La natura ha le risposte per tutto. Nulla è lasciato al caso, nulla è fuori dal suo controllo, tutto viene da lei e a lei ritorna. In essa ritroviamo noi stessi e nel continuo ascolto delle sue vibrazioni accogliamo segnali di rinascita.

Consideriamo le chiocciole, esempio che riporto con la certezza della mia diretta verifica avendo io stessa osservato con i miei occhi questo bellissimo fenomeno. Quando a questi animaletti viscidi si rompe una parte del guscio, a seguito di una caduta o dopo un attacco fallito di un predatore, ecco che la chiocciola ferita cerca un luogo umido dove sotterrarsi per un lungo tempo. Lì, sotto le viscere della terra, da sola, ricostruisce la parte mancante della sua casetta creando una serie di spirali perfette e solo quando la ferita è completamente guarita torna su alla sua vita di prima.

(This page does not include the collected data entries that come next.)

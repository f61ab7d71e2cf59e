//! Reducer logic for the todo list.
//!
//! Every transition that touches the list ends in a commit: the whole list
//! is serialized and written under [`TODOS_KEY`]. The write is described as
//! an effect, the store executes it before `send` returns.

use crate::environment::TodoEnvironment;
use crate::persistence::{self, TODOS_KEY};
use crate::theme::ThemeReducer;
use crate::types::{AppAction, AppState, Todo, TodoId};
use composable_todo_core::composition::CombinedReducer;
use composable_todo_core::{
    combine_reducers, effect::Effect, put_value, reducer::Reducer, scope_reducer, smallvec,
    SmallVec,
};

/// Draws allowed before an add gives up on finding an unused id
const MAX_ID_ATTEMPTS: usize = 16;

/// Reducer for the todo list, the filter and persistence feedback
#[derive(Clone, Debug)]
pub struct TodoReducer;

impl TodoReducer {
    /// Creates a new `TodoReducer`
    #[must_use]
    pub const fn new() -> Self {
        Self
    }

    /// Draw an id no record currently holds
    fn fresh_id(state: &AppState, env: &TodoEnvironment) -> Result<TodoId, String> {
        for _ in 0..MAX_ID_ATTEMPTS {
            let id = TodoId::new(env.ids.next_id());
            if !state.exists(&id) {
                return Ok(id);
            }
            tracing::debug!(%id, "Generated id already in use, drawing again");
        }

        Err(format!(
            "could not allocate an unused todo id after {MAX_ID_ATTEMPTS} attempts"
        ))
    }

    /// Write the current list under [`TODOS_KEY`]
    fn commit_todos(state: &mut AppState, env: &TodoEnvironment) -> SmallVec<[Effect<AppAction>; 4]> {
        let value = match persistence::encode_todos(&state.todos) {
            Ok(value) => value,
            Err(error) => {
                tracing::warn!(%error, "Could not encode todos, skipping commit");
                state.last_error = Some(format!("could not encode todos: {error}"));
                return SmallVec::new();
            },
        };

        smallvec![put_value! {
            store: env.storage,
            key: TODOS_KEY,
            value: value,
            on_success: || Some(AppAction::Committed { key: TODOS_KEY.to_string() }),
            on_error: |error| Some(AppAction::PersistFailed {
                key: TODOS_KEY.to_string(),
                error: error.to_string(),
            })
        }]
    }
}

impl Default for TodoReducer {
    fn default() -> Self {
        Self::new()
    }
}

impl Reducer for TodoReducer {
    type State = AppState;
    type Action = AppAction;
    type Environment = TodoEnvironment;

    fn reduce(
        &self,
        state: &mut Self::State,
        action: Self::Action,
        env: &Self::Environment,
    ) -> SmallVec<[Effect<Self::Action>; 4]> {
        match action {
            // ========== Lifecycle ==========
            AppAction::Started => {
                tracing::debug!(count = state.todos.len(), "Committing starting list");
                Self::commit_todos(state, env)
            }

            // ========== User intents ==========
            AppAction::AddTodo { text } => {
                let text = text.trim();
                if text.is_empty() {
                    tracing::debug!("Ignoring blank todo");
                    return SmallVec::new();
                }

                let id = match Self::fresh_id(state, env) {
                    Ok(id) => id,
                    Err(error) => {
                        tracing::warn!(%error, "Todo not added");
                        state.last_error = Some(error);
                        return SmallVec::new();
                    },
                };

                tracing::info!(%id, "Todo added");
                state.todos.push(Todo::new(id, text));
                Self::commit_todos(state, env)
            }

            AppAction::ToggleTodo { id } => {
                // Loaded lists may repeat an id; every matching record flips.
                state
                    .todos
                    .iter_mut()
                    .filter(|t| t.id == id)
                    .for_each(Todo::toggle);
                Self::commit_todos(state, env)
            }

            AppAction::DeleteTodo { id } => {
                state.todos.retain(|t| t.id != id);
                Self::commit_todos(state, env)
            }

            AppAction::ClearCompleted => {
                let before = state.todos.len();
                state.todos.retain(|t| !t.completed);
                tracing::info!(removed = before - state.todos.len(), "Cleared completed todos");
                Self::commit_todos(state, env)
            }

            AppAction::SetFilter { filter } => {
                state.filter = filter;
                SmallVec::new()
            }

            // Handled by ThemeReducer
            AppAction::ToggleTheme => SmallVec::new(),

            // ========== Effect feedback ==========
            AppAction::Committed { key } => {
                tracing::debug!(%key, "Committed");
                state.last_error = None;
                SmallVec::new()
            }

            AppAction::PersistFailed { key, error } => {
                tracing::warn!(%key, %error, "Failed to persist");
                state.last_error = Some(format!("could not save {key}: {error}"));
                SmallVec::new()
            }
        }
    }
}

/// The whole application reducer
pub type AppReducer = CombinedReducer<AppState, AppAction, TodoEnvironment>;

/// Theme slice plus todo list, combined over [`AppState`]
#[must_use]
pub fn app_reducer() -> AppReducer {
    combine_reducers(vec![
        Box::new(scope_reducer(
            ThemeReducer::new(),
            |state: &AppState| &state.theme,
            |state: &mut AppState, theme| state.theme = theme,
        )),
        Box::new(TodoReducer::new()),
    ])
}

È sempre la stessa, ma adesso ha un guscio nuovo.

Come faccia non lo so e probabilmente non lo sa neanche lei, semplicemente segue l’istinto, si abbandona totalmente alla natura e alle sue potenti forze e ritrova così le sostanze necessarie alla sua guarigione.

Se anche l’essere umano ad ogni no, ad ogni delusione, ad ogni perdita, ad ogni sconfitta, ad ogni progetto fallito, ad ogni separazione reagisse cercando un posto dentro il quale ‘sprofondare’, da solo, nel totale silenzio e senza limiti di tempo o forzature esterne, probabilmente riuscirebbe anche lui a trovare quelle forze utili a ricucire la ferita, per poi ritornare a galla alla vita di sempre.

C’è chi crede nell’esistenza di forze vitali, di energie primordiali che ci proteggono e che sono insite in noi stessi.

Io l’unica forza in cui credo è quella della fede.

Se solo provassimo a cercare nel silenzio e nella preghiera le risposte alla nostra sofferenza, qualunque essa sia, e se solo riuscissimo a fidarci della potenza della nostra fede, forse saremmo anche noi in grado di guarire con fatica la nostra ferita e risalire su uguali a prima, ad ogni caduta.

Ed ogni volta con un guscio sempre più forte.